● INPUT RECORDS
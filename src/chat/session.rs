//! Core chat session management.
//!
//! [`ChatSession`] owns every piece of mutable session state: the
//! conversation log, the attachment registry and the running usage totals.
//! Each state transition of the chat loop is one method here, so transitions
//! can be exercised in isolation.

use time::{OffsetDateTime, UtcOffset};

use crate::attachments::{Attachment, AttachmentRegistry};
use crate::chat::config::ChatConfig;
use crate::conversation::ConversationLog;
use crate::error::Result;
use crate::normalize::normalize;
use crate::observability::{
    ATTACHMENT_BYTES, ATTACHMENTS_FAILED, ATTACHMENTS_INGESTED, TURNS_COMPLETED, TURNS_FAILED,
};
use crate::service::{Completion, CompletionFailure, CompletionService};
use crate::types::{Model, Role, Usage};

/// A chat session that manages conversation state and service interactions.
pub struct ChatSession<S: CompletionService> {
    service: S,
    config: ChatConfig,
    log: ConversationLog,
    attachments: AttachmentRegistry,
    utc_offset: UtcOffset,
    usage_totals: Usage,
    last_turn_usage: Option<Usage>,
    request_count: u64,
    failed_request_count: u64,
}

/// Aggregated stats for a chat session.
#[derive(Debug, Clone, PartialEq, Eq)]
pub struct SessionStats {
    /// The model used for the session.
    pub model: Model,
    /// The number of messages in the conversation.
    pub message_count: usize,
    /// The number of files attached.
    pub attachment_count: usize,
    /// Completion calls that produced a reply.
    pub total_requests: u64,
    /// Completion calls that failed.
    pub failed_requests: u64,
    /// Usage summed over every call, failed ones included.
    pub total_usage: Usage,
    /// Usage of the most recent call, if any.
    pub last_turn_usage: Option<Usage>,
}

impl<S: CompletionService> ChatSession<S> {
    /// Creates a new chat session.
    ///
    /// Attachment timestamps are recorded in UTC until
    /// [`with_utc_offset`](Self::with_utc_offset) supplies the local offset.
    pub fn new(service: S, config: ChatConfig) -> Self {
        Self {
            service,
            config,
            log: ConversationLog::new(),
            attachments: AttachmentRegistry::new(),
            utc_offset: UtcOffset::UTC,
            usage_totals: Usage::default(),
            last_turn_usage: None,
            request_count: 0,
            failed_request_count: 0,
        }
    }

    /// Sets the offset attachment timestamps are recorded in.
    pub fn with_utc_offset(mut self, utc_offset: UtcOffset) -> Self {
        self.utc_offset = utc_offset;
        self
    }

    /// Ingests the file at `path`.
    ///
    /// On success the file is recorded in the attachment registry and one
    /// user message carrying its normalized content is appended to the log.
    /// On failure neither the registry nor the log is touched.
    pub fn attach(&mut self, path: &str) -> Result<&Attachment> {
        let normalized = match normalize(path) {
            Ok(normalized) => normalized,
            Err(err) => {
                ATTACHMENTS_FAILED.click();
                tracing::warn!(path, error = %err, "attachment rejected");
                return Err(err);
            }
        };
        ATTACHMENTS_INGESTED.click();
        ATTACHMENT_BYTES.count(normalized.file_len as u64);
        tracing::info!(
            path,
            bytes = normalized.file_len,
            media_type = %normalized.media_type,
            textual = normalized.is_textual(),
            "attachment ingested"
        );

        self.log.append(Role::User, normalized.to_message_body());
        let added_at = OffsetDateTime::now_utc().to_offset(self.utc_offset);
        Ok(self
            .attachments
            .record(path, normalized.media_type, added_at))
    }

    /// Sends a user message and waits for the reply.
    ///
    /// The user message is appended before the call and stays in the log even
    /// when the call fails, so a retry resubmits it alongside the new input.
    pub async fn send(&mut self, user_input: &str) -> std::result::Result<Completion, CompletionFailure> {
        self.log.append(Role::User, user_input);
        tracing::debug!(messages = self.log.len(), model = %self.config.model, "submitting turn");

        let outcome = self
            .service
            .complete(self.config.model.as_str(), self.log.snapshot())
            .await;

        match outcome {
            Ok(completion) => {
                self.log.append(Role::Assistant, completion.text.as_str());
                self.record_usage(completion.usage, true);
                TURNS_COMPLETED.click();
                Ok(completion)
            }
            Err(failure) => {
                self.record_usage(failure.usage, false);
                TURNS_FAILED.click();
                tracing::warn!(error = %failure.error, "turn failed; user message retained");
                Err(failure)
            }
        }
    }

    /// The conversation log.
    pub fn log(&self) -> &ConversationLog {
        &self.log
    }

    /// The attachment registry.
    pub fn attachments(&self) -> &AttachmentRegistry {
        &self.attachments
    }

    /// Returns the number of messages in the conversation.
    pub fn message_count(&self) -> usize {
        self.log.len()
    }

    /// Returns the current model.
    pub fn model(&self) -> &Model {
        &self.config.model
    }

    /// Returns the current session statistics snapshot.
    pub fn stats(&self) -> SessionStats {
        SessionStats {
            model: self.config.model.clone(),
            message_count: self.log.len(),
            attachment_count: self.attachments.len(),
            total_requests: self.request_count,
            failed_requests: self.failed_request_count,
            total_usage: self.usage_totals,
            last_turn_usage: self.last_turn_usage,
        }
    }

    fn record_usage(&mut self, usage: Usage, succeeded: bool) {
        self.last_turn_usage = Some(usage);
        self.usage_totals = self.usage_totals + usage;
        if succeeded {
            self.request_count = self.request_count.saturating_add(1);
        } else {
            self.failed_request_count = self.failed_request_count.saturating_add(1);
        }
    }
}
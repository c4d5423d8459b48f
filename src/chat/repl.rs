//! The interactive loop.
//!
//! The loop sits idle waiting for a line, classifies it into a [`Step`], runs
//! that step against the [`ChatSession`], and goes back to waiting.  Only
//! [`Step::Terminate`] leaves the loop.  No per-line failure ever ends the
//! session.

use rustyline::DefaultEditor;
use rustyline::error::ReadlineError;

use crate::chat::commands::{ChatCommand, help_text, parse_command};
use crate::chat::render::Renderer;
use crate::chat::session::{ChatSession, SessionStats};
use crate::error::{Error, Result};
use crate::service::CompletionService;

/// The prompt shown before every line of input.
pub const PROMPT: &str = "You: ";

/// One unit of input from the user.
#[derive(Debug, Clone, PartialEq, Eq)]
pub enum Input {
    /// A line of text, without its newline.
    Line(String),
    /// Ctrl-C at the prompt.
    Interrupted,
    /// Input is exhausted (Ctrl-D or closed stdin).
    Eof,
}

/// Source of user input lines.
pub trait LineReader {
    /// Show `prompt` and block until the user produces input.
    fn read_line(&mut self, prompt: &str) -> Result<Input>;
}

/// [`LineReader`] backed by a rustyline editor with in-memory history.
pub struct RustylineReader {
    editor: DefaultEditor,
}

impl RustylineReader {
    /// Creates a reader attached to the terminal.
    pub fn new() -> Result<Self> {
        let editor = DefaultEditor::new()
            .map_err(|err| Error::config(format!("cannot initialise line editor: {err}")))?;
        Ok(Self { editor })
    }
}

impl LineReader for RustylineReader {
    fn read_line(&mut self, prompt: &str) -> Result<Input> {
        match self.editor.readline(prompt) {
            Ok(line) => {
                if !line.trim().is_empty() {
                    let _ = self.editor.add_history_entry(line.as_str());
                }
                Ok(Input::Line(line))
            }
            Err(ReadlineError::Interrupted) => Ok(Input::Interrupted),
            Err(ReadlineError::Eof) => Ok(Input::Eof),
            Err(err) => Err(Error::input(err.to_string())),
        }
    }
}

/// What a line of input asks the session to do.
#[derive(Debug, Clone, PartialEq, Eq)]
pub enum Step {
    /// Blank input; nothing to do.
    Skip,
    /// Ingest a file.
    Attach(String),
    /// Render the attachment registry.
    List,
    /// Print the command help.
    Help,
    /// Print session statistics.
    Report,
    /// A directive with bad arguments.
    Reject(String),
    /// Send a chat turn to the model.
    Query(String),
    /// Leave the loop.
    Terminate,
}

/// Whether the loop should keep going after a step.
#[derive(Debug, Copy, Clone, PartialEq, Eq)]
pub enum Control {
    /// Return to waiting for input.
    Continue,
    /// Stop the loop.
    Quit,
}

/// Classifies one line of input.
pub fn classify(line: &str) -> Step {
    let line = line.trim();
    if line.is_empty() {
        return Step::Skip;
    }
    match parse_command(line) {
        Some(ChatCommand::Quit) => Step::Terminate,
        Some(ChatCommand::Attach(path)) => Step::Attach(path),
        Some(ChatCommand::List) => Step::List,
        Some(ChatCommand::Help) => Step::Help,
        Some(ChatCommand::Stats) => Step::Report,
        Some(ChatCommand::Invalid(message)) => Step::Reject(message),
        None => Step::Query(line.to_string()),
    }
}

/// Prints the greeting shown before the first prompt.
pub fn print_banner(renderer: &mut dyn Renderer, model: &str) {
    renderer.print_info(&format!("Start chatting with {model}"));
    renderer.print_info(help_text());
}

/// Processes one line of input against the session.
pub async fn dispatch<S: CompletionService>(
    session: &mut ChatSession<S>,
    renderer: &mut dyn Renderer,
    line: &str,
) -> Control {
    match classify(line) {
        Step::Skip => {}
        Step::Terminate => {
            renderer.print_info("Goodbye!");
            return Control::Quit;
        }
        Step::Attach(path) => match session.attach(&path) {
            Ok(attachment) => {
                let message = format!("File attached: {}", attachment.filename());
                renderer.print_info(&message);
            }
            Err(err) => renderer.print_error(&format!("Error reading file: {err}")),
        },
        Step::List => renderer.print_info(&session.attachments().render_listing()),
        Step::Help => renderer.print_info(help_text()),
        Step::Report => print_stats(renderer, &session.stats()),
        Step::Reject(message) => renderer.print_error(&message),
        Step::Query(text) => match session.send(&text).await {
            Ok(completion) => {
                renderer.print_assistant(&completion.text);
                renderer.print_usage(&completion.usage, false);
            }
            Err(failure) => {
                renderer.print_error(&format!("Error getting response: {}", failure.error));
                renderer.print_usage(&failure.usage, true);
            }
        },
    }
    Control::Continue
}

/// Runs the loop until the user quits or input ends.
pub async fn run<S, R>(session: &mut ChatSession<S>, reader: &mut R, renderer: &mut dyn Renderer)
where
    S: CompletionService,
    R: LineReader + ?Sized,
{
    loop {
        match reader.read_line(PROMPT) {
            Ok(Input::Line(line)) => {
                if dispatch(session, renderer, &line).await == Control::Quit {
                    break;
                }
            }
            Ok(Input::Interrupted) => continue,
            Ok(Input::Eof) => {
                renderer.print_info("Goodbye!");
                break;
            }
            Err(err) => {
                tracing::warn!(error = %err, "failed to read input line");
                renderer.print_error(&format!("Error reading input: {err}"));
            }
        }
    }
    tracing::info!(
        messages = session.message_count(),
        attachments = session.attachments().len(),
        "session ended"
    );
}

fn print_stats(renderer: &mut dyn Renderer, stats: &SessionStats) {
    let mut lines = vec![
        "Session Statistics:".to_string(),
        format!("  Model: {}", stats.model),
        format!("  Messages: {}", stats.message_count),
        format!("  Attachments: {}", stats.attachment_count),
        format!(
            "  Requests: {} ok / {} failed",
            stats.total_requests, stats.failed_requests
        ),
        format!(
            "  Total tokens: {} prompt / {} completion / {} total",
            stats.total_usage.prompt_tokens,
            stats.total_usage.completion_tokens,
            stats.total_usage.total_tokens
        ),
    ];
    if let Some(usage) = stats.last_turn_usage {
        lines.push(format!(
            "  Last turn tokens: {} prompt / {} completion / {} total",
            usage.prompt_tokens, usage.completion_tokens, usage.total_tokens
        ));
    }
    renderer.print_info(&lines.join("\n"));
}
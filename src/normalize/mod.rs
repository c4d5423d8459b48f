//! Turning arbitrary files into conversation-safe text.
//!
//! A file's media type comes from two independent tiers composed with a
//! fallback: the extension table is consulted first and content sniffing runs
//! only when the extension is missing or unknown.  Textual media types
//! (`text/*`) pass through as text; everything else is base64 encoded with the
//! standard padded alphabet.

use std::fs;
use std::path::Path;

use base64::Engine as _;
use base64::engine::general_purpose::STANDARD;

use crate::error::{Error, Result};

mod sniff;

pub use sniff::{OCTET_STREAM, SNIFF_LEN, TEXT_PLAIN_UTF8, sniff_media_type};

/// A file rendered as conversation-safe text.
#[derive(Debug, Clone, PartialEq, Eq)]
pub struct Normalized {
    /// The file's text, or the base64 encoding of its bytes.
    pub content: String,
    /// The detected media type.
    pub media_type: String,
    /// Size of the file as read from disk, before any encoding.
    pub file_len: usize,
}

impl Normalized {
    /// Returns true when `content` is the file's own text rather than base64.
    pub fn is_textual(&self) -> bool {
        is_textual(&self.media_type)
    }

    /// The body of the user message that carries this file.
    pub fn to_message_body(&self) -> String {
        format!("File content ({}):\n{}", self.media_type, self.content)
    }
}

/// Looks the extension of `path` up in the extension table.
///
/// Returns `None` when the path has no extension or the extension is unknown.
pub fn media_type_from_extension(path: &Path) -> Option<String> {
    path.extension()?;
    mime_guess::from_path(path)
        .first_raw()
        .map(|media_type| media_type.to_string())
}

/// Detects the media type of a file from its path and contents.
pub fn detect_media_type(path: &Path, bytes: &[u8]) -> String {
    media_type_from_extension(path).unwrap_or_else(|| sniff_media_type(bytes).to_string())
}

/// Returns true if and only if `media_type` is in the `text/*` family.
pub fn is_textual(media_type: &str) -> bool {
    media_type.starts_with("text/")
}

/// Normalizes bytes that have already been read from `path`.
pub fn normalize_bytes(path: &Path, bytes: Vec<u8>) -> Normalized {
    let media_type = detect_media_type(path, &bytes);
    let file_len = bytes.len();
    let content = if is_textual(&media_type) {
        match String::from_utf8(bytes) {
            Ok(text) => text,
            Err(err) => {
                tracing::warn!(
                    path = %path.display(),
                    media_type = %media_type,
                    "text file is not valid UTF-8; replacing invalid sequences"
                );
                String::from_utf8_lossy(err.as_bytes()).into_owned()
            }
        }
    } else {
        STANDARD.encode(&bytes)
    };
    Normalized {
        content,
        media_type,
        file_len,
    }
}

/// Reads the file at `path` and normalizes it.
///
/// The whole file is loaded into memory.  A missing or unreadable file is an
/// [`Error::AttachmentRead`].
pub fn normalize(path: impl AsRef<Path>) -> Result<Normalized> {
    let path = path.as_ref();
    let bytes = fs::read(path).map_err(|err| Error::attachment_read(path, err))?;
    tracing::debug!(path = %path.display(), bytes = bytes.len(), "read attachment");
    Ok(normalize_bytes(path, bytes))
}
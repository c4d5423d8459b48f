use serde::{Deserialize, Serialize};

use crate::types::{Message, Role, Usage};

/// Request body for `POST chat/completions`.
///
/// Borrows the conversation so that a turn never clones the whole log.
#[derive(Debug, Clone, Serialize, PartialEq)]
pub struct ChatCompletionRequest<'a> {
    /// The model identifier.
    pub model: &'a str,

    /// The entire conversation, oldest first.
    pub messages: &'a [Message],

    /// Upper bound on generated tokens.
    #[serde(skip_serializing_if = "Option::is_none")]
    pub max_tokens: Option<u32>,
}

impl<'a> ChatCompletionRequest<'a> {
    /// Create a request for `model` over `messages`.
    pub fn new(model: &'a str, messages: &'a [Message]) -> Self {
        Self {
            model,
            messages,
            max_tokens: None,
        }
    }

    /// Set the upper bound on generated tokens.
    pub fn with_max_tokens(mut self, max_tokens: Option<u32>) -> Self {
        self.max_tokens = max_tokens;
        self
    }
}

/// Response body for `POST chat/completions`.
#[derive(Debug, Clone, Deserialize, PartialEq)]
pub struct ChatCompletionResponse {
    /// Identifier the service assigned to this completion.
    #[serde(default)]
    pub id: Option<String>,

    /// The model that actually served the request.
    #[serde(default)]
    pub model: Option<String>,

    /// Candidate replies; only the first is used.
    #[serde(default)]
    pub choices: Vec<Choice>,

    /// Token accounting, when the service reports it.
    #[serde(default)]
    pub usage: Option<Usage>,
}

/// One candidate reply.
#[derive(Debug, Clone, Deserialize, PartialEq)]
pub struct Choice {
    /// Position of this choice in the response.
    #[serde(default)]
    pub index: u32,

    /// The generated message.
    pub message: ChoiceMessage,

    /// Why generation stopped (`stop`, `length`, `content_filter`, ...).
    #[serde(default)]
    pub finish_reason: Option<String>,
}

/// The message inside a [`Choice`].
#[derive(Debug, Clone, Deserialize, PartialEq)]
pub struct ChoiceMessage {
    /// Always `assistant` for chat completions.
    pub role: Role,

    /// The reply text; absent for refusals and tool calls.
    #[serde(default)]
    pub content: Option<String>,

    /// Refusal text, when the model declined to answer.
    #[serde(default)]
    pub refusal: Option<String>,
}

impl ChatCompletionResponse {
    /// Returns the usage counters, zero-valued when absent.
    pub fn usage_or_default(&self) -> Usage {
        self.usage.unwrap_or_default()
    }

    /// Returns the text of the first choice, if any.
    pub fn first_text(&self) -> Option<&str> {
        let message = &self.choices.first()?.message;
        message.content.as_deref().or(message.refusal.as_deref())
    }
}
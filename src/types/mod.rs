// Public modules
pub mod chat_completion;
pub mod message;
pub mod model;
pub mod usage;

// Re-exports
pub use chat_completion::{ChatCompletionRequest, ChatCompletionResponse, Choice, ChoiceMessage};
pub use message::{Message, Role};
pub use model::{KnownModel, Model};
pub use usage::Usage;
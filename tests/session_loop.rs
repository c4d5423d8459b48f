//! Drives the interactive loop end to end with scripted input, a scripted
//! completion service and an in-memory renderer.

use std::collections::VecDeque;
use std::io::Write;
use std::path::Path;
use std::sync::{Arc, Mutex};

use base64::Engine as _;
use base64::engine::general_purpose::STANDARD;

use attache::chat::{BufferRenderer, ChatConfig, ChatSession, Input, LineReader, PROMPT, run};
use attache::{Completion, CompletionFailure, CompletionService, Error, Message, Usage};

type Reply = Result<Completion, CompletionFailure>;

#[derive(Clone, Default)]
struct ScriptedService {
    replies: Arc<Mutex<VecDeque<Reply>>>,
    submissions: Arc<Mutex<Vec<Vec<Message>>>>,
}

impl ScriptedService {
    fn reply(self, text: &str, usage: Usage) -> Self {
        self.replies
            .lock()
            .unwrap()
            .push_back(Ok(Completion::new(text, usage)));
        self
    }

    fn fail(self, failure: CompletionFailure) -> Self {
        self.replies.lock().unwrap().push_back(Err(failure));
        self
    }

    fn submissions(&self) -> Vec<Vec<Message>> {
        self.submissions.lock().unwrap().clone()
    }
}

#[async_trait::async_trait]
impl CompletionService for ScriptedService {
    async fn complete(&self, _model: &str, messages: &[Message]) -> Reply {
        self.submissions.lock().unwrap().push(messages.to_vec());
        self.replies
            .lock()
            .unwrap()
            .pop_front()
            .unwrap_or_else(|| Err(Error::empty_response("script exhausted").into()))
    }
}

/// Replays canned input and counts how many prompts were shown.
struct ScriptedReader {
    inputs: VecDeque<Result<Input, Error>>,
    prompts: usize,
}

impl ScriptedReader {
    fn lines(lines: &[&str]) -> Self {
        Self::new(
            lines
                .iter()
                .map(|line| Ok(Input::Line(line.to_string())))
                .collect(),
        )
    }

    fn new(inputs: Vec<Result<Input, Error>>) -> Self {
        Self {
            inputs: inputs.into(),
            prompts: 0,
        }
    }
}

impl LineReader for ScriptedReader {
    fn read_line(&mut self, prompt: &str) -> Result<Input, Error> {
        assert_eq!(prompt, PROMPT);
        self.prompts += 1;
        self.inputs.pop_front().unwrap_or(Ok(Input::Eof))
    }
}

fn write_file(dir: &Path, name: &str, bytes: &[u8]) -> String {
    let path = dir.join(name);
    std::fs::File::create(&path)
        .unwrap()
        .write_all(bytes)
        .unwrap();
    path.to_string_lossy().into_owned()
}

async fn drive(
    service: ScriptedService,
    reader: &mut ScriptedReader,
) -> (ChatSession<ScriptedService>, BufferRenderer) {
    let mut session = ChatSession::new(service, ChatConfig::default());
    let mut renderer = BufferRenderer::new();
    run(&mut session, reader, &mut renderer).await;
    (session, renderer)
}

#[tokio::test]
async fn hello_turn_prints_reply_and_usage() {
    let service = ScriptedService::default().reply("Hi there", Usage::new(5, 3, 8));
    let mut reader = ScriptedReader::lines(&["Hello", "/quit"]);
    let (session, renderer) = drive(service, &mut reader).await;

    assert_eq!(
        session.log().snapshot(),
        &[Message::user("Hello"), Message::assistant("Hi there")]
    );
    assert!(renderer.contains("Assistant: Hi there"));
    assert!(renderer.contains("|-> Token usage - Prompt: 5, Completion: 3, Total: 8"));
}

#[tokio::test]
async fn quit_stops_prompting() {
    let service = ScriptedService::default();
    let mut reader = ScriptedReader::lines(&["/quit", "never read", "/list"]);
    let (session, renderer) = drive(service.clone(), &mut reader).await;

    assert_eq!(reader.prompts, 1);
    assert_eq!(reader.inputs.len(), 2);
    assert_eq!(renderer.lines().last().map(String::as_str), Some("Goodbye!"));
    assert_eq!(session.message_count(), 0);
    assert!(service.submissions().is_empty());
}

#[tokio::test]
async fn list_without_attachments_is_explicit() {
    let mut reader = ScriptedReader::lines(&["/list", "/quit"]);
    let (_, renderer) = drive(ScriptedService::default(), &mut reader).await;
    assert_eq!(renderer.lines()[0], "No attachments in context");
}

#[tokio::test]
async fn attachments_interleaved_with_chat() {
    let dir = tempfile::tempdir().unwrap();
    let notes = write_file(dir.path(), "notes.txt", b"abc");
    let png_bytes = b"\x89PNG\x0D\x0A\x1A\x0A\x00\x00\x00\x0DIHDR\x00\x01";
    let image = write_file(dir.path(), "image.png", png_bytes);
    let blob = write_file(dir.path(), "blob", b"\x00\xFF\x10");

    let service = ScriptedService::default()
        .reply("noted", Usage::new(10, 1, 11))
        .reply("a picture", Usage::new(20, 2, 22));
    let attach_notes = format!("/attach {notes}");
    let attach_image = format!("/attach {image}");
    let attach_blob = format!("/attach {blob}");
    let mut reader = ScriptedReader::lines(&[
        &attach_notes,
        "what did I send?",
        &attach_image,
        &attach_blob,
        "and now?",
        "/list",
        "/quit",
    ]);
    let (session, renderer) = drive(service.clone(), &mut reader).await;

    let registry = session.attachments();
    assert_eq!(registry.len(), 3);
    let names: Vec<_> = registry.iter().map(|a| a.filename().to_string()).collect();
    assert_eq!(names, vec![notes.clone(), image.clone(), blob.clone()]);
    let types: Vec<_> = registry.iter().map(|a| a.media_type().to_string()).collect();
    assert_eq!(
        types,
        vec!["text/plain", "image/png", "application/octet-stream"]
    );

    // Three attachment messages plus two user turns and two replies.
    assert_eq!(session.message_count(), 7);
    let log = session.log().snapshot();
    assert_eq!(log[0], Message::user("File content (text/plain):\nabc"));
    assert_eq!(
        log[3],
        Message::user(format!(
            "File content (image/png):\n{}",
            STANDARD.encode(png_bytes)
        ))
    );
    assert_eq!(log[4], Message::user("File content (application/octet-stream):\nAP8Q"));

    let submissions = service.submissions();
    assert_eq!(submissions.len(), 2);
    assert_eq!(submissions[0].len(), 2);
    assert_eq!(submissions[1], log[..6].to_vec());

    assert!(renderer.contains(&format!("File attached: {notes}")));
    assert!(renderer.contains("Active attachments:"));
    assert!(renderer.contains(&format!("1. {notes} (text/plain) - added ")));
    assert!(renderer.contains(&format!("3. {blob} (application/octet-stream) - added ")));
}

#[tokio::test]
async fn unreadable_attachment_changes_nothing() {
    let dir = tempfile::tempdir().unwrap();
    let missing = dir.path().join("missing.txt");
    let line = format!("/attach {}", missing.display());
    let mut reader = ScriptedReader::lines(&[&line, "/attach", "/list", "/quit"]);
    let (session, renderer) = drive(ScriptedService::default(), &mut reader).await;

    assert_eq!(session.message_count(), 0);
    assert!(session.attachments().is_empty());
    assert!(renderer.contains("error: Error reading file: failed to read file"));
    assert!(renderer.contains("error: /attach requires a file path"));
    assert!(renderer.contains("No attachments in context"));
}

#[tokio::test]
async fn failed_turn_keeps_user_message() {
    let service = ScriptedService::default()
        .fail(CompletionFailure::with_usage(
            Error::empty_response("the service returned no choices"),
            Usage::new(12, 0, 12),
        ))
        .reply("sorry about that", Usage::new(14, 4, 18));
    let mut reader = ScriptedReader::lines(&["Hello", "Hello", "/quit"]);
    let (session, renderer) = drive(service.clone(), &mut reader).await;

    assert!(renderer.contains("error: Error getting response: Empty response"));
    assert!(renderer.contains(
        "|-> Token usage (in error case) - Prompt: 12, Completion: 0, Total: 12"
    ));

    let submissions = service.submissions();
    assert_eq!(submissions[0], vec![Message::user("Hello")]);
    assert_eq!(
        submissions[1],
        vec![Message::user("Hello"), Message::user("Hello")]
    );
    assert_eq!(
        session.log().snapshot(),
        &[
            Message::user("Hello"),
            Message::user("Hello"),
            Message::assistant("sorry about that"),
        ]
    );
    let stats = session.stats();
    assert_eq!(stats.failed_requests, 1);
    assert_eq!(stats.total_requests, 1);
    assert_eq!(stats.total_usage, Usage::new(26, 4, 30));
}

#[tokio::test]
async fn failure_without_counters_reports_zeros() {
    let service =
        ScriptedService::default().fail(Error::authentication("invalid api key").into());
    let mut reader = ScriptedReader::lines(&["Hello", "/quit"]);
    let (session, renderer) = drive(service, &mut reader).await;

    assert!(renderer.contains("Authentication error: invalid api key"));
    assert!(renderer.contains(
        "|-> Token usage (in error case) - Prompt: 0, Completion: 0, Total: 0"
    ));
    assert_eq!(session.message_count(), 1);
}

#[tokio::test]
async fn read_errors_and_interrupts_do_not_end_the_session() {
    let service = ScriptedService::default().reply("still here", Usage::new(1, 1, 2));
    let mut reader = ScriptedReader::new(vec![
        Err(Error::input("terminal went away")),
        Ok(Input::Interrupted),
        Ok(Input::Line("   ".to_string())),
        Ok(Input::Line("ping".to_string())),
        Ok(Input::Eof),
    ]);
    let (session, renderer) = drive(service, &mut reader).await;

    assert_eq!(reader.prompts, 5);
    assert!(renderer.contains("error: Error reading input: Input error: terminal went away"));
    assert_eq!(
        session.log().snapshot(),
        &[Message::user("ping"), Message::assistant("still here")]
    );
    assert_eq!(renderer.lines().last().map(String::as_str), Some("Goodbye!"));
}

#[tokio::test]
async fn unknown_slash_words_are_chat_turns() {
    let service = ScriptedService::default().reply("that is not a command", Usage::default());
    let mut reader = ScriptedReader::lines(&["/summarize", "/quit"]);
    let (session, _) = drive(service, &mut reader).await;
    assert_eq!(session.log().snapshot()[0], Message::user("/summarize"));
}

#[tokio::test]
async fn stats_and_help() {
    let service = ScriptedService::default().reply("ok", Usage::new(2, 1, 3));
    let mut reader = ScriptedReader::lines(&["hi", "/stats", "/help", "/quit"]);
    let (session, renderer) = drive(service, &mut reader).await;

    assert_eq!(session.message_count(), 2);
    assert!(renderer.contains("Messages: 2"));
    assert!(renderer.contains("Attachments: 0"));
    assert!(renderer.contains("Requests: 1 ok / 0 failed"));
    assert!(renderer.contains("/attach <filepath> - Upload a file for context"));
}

● TASK ITEM
In the records above, find each line holding "enum" and copy it.

● ANSWER BOX
pub enum Input {
pub enum Step {
pub enum Control {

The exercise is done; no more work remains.